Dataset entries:
####################

//! Execution engine for a RISC-V64 (RV64GC-subset) user/supervisor-mode
//! emulator: register file, address space, decoder, interpreter, ECALL
//! dispatch, block cache, and hot-path tracking.
//!
//! This crate is the core per the design: it owns the register file, the
//! guest address space, the block cache, and the pending-fixup table, and
//! it defines [`JitBackend`] as the seam a template JIT plugs into — it
//! does not itself translate to machine code (that lives in `rv64-jit`,
//! which depends on this crate rather than the other way around, so the
//! interpreter-only configuration never needs to know a JIT exists).

pub mod blockcache;
pub mod decode;
pub mod fault;
pub mod fb;
pub mod hotpath;
pub mod input;
pub mod interp;
pub mod memory;
pub mod regs;
pub mod sbi;
pub mod syscall;
pub mod vm;

pub use blockcache::{BlockCache, FixupRecord, PendingFixups};
pub use fault::{Fault, FaultLog, FaultLogEntry, VmError};
pub use fb::DirtyRect;
pub use hotpath::{HotPathEntry, HotPathTracker};
pub use input::{InputEvent, InputQueue};
pub use memory::GuestMemory;
pub use regs::RegisterFile;
pub use syscall::SyscallHandler;
pub use vm::{
    JitBackend, JitBlockOutcome, JitTranslateError, KeyEventKind, Modifiers, MouseButton,
    MouseEventKind, Snapshot, Vm, VmState,
};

####################

BRIEF. Line count for the word "hotpath": tally the lines in the records that include it and give only the result.

RESULT. 2